Where Perfmon is king, you will find Hyper-V bloggers like DidierV, who gets to play with 10G RDMA NICs
Where Perfmon is king, you will find Hyper-V bloggers like DidierV, who gets to play with 10G RDMA NICs

All that and an adorable Irish brogue?

This is Instant nerdgasm territory here people; if you’re into these black arts as I am, it’s a must-listen.

Anyway, Finn reminded me of his famous powershell demos in which he demonstrates all the options we Hyper-V admins have at our disposal now when it comes to Live Migrating VMs from host to host.

And believe me, we have so many now it’s almost embarrassing, especially if you cut your teeth on Hyper-V 2.0 in 2008 R2, where successfully Live Migrating VMs off a host (or draining one during production) involved a few right clicks, chicken sacrifice, Earth-Jupiter-Moon alignment, a reliable Geiger counter by your side and a tolerance for Pucker Factor Values greater than 10* **.

Nowadays, we can:

  • Live Migrate VMs between hosts in a cluster (.vhdx parked in a Cluster Shared Volume, VM config, RAM & CPU on a host….block storage, the Coke Classic option)
  • Live Migrate VMs parked on SMB 3.0 shares, just like you NFS jockeys do
  • Shared-nothing Live Migration, either storage + VM, just storage, or just VM!
    • A for instance:  from my Dell Latitude i7 ultrabook with Windows 8.1 and client hyper-v installed (natch), I can storage Live Migrate a .vhdx off my skinny but fast 256GB SSD to a spacious SMB share at work, then drop it back on my laptop at the end of the day, all via Scheduled Task or powershell with no downtime for the VM
    •  With Server 2012/2012 R2 you get all those options + SMB 3.0 multichannel

Not only that, but we have some cool new toys with which to make the cost of Live Migration a VM to the host with the most a little less painful:

  • Standard TCP/IP : I like this because I’m old school and anything that stresses the network and LACP is fun because it makes the network guy sweat
  • Compression: Borrow spare cycles from the host CPU, compress the VM’s RAM, and Live Migrate your way out of a tight spot
  • SMB via Remote Direct Memory Access : the holy of holies in Live Migration.
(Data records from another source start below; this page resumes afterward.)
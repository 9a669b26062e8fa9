use std::convert::Infallible;

use crate::{observable::CoreObservable, observer::Observer};

/// Emits every item of an iterator, then completes.
///
/// Stops early once the observer reports itself closed, which is how a
/// downstream `take_until` cuts off a synchronous source.
#[derive(Clone)]
pub struct FromIter<I>(I);

pub fn from_iter<I: IntoIterator>(iter: I) -> FromIter<I> { FromIter(iter) }

impl<I: IntoIterator> CoreObservable for FromIter<I> {
  type Item = I::Item;
  type Err = Infallible;
  type Unsub = ();

  fn actual_subscribe<O>(self, mut observer: O) -> Self::Unsub
  where
    O: Observer<I::Item, Infallible> + 'static,
  {
    for v in self.0 {
      if observer.is_closed() {
        return;
      }
      observer.next(v);
    }
    if !observer.is_closed() {
      observer.complete();
    }
  }
}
As Finn points out, this bit of tech can scale beyond the bandwidth capabilities of the PCIe 3 bus. SMB 3.0 + RDMA makes you hate your Northbridge

Finn*** of course provided some Live Migration start:finish times resulting from the various methods above, which I then, of course, interpreted as Finn daring me personally over the radio to try and beat those times in my humble Daisetta Lab.
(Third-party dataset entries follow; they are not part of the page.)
//! TakeUntil operator implementation
//!
//! This module contains the TakeUntil operator, which emits values from the
//! source Observable until a second Observable (the notifier) emits a value.

use crate::{
  observable::CoreObservable,
  observer::{Observer, ObserverSlot},
  rc::MutRc,
  subscription::{Subscription, TupleSubscription},
};

/// TakeUntil operator
///
/// Emits the values emitted by the source Observable until a `notifier`
/// Observable emits a value.
#[derive(Clone)]
pub struct TakeUntil<S, N> {
  pub source: S,
  pub notifier: N,
}

/// Observer for the source observable
pub struct TakeUntilObserver<O, NUnsub> {
  observer: ObserverSlot<O>,
  notifier_proxy: MutRc<Option<NUnsub>>,
}

/// Observer for the notifier observable
///
/// Uses a function pointer to erase Item/Err type dependencies while
/// maintaining the ability to call complete() on the underlying Observer.
pub struct TakeUntilNotifierObserver<O, SUnsub> {
  observer: ObserverSlot<O>,
  source_proxy: MutRc<Option<SUnsub>>,
  complete_fn: fn(ObserverSlot<O>),
}

impl<O, SUnsub> TakeUntilNotifierObserver<O, SUnsub> {
  /// The Item and Err type parameters are only used to pick the `complete`
  /// implementation; they are erased behind `complete_fn`.
  pub fn new<Item, Err>(observer: ObserverSlot<O>, source_proxy: MutRc<Option<SUnsub>>) -> Self
  where
    O: Observer<Item, Err> + 'static,
    Err: 'static,
  {
    Self { observer, source_proxy, complete_fn: |o| Observer::<Item, Err>::complete(o) }
  }
}

impl<S, N> CoreObservable for TakeUntil<S, N>
where
  S: CoreObservable,
  N: CoreObservable,
  S::Item: 'static,
  S::Err: 'static,
{
  type Item = S::Item;
  type Err = S::Err;
  type Unsub = TupleSubscription<MutRc<Option<S::Unsub>>, MutRc<Option<N::Unsub>>>;

  fn actual_subscribe<O>(self, observer: O) -> Self::Unsub
  where
    O: Observer<S::Item, S::Err> + 'static,
  {
    let TakeUntil { source, notifier } = self;

    let observer = ObserverSlot::new(observer);
    let source_proxy: MutRc<Option<S::Unsub>> = MutRc::own(None);

    // Subscribe to the notifier first: an already-fired notifier terminates
    // the downstream before the source gets a chance to emit.
    let notifier_observer =
      TakeUntilNotifierObserver::new::<S::Item, S::Err>(observer.clone(), source_proxy.clone());
    let notifier_unsub = notifier.actual_subscribe(notifier_observer);
    let notifier_proxy = MutRc::own(Some(notifier_unsub));

    if !observer.is_terminated() {
      let source_observer =
        TakeUntilObserver { observer: observer.clone(), notifier_proxy: notifier_proxy.clone() };
      let source_unsub = source.actual_subscribe(source_observer);
      if observer.is_terminated() {
        // Terminated while subscribing (source completed, or the notifier
        // fired synchronously from inside the source).
        source_unsub.unsubscribe();
      } else {
        *source_proxy.rc_deref_mut() = Some(source_unsub);
      }
    }

    TupleSubscription::new(source_proxy, notifier_proxy)
  }
}

impl<Item, Err, O, NUnsub> Observer<Item, Err> for TakeUntilObserver<O, NUnsub>
where
  O: Observer<Item, Err> + 'static,
  Err: 'static,
  NUnsub: Subscription,
{
  fn next(&mut self, value: Item) { Observer::<Item, Err>::next(&mut self.observer, value); }

  fn error(self, err: Err) {
    Observer::<Item, Err>::error(self.observer, err);
    self.notifier_proxy.unsubscribe();
  }

  fn complete(self) {
    Observer::<Item, Err>::complete(self.observer);
    self.notifier_proxy.unsubscribe();
  }

  fn is_closed(&self) -> bool { Observer::<Item, Err>::is_closed(&self.observer) }
}

impl<NotifyItem, NotifyErr, O, SUnsub> Observer<NotifyItem, NotifyErr>
  for TakeUntilNotifierObserver<O, SUnsub>
where
  SUnsub: Subscription,
{
  fn next(&mut self, _value: NotifyItem) {
    (self.complete_fn)(self.observer.clone());
    self.source_proxy.clone().unsubscribe();
  }

  fn error(self, _err: NotifyErr) {
    // Errors of the notifier do not terminate the source.
  }

  fn complete(self) {
    // Completion of the notifier does not terminate the source.
  }

  fn is_closed(&self) -> bool { self.observer.is_terminated() }
}

#[cfg(test)]
mod tests {
  use std::{cell::RefCell, convert::Infallible, rc::Rc};

  use crate::prelude::*;

  #[take_until_destroy_macro::test]
  fn test_take_until_emits_until_notifier_emits() {
    let result = Rc::new(RefCell::new(Vec::new()));
    let result_clone = result.clone();

    let mut notifier = Subject::<(), Infallible>::new();
    let mut source = Subject::<i32, Infallible>::new();

    source
      .clone()
      .take_until(notifier.clone())
      .subscribe(move |v| {
        result_clone.borrow_mut().push(v);
      });

    source.next(1);
    source.next(2);
    notifier.next(());
    source.next(3);

    assert_eq!(*result.borrow(), vec![1, 2]);
    assert_eq!(source.observer_count(), 0);
  }

  #[take_until_destroy_macro::test]
  fn test_take_until_complete() {
    let completed = Rc::new(RefCell::new(false));
    let completed_clone = completed.clone();

    let mut notifier = Subject::<(), Infallible>::new();
    let mut source = Subject::<i32, Infallible>::new();

    source
      .clone()
      .take_until(notifier.clone())
      .on_complete(move || *completed_clone.borrow_mut() = true)
      .subscribe(|_: i32| {});

    source.next(1);
    notifier.next(());

    assert!(*completed.borrow());
  }

  #[take_until_destroy_macro::test]
  fn test_take_until_source_complete() {
    let completed = Rc::new(RefCell::new(false));
    let completed_clone = completed.clone();

    let notifier = Subject::<(), Infallible>::new();
    let mut source = Subject::<i32, Infallible>::new();

    source
      .clone()
      .take_until(notifier.clone())
      .on_complete(move || *completed_clone.borrow_mut() = true)
      .subscribe(|_: i32| {});

    source.next(1);
    source.complete();

    assert!(*completed.borrow());
    assert_eq!(notifier.observer_count(), 0);
  }

  #[take_until_destroy_macro::test]
  fn test_take_until_notifier_complete_does_nothing() {
    let result = Rc::new(RefCell::new(Vec::new()));
    let result_clone = result.clone();

    let notifier = Subject::<(), Infallible>::new();
    let mut source = Subject::<i32, Infallible>::new();

    source
      .clone()
      .take_until(notifier.clone())
      .subscribe(move |v| result_clone.borrow_mut().push(v));

    source.next(1);
    notifier.complete();
    source.next(2);

    assert_eq!(*result.borrow(), vec![1, 2]);
  }

  #[take_until_destroy_macro::test]
  fn test_unsubscribe_releases_both_sides() {
    let notifier = Subject::<(), Infallible>::new();
    let source = Subject::<i32, Infallible>::new();

    let subscription = source
      .clone()
      .take_until(notifier.clone())
      .subscribe(|_| {});
    assert_eq!(source.observer_count(), 1);
    assert_eq!(notifier.observer_count(), 1);

    subscription.unsubscribe();
    assert_eq!(source.observer_count(), 0);
    assert_eq!(notifier.observer_count(), 0);
  }

  #[take_until_destroy_macro::test]
  fn notifier_fired_by_a_synchronous_source_subscriber() {
    let result = Rc::new(RefCell::new(Vec::new()));
    let completed = Rc::new(RefCell::new(false));
    let mut notifier = Subject::<(), Infallible>::new();

    let c_result = result.clone();
    let c_completed = completed.clone();
    let c_notifier = notifier.clone();
    observable::from_iter(0..5)
      .take_until(notifier.clone())
      .on_complete(move || *c_completed.borrow_mut() = true)
      .subscribe(move |v| {
        c_result.borrow_mut().push(v);
        c_notifier.clone().next(());
      });

    assert_eq!(*result.borrow(), vec![0]);
    assert!(*completed.borrow());
    assert_eq!(notifier.observer_count(), 0);
    notifier.next(());
  }

  #[take_until_destroy_macro::test]
  fn notifier_fired_from_inside_a_subject_broadcast() {
    let result = Rc::new(RefCell::new(Vec::new()));
    let completed = Rc::new(RefCell::new(false));
    let notifier = Subject::<(), Infallible>::new();
    let mut source = Subject::<i32, Infallible>::new();

    let c_result = result.clone();
    let c_completed = completed.clone();
    let c_notifier = notifier.clone();
    source
      .clone()
      .take_until(notifier.clone())
      .on_complete(move || *c_completed.borrow_mut() = true)
      .subscribe(move |v| {
        c_result.borrow_mut().push(v);
        c_notifier.clone().next(());
      });

    source.next(1);
    source.next(2);

    assert_eq!(*result.borrow(), vec![1]);
    assert!(*completed.borrow());
    assert_eq!(source.observer_count(), 0);
  }
}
Now this is just for fun people; not a Labworks-style list of repeatable results, so let’s not nerd-out on how my testing methodology isn’t sound & I’m a stupidhead, ok?
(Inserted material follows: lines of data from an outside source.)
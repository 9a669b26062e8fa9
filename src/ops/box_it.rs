use crate::{
  observable::CoreObservable,
  observer::{BoxedObserver, Observer},
  subscription::BoxedSubscription,
};

type SubscribeFn<Item, Err> = Box<dyn FnOnce(BoxedObserver<Item, Err>) -> BoxedSubscription>;

/// A type-erased observable.
///
/// Handy as the concrete return type of a method that builds different
/// pipelines, e.g. a `#[take_until_destroy]` member.
pub struct BoxedObservable<Item, Err>(SubscribeFn<Item, Err>);

impl<Item: 'static, Err: 'static> BoxedObservable<Item, Err> {
  pub fn new<S>(source: S) -> Self
  where
    S: CoreObservable<Item = Item, Err = Err> + 'static,
  {
    Self(Box::new(move |observer| BoxedSubscription::new(source.actual_subscribe(observer))))
  }
}

impl<Item: 'static, Err: 'static> CoreObservable for BoxedObservable<Item, Err> {
  type Item = Item;
  type Err = Err;
  type Unsub = BoxedSubscription;

  fn actual_subscribe<O>(self, observer: O) -> Self::Unsub
  where
    O: Observer<Item, Err> + 'static,
  {
    (self.0)(Box::new(observer))
  }
}

#[cfg(test)]
mod tests {
  use std::{cell::RefCell, convert::Infallible, rc::Rc};

  use crate::prelude::*;

  #[take_until_destroy_macro::test]
  fn box_erases_pipeline_type() {
    let values = Rc::new(RefCell::new(vec![]));
    let c_values = values.clone();

    let boxed: BoxedObservable<i32, Infallible> =
      observable::from_iter(1..4).map(|v| v * 10).box_it();
    boxed.subscribe(move |v| c_values.borrow_mut().push(v));

    assert_eq!(*values.borrow(), vec![10, 20, 30]);
  }

  #[take_until_destroy_macro::test]
  fn boxed_subject_unsubscribes() {
    let subject = Subject::<i32, Infallible>::new();
    let subscription = subject.clone().box_it().subscribe(|_| {});
    assert_eq!(subject.observer_count(), 1);
    subscription.unsubscribe();
    assert_eq!(subject.observer_count(), 0);
  }
}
Anyway, Sysinternals has a nice little tool to redline the RAM in your Windows VM. I don’t know how Finn does it, but I don’t have workloads (yet!) in the Lab that would fill 4GB of RAM with non-random data on a VM, so off to the cmd we go:

You type this (haven’t played with all the switches yet) in this navy blue screen:

ramtest

And then this happen and the somewhat pink graph goes full pink:

ramthevm

Then we press this button to test Live Migration w/ compression, as the Daisetta Lab doesn’t have fancy RDMA NICs like certain well-connected Irish Hyper-V bloggers:

Wish I had some RDMA NICs :sadface:
Wish I had some RDMA NICs :sadface:

Which makes this blue celeste denim Azure colored line get all spikey:

Oh...my NUMAs, they're spikey. Second test was more dramatic than first. Why?
Oh! My NUMA! Second spike somewhat higher than first. Why?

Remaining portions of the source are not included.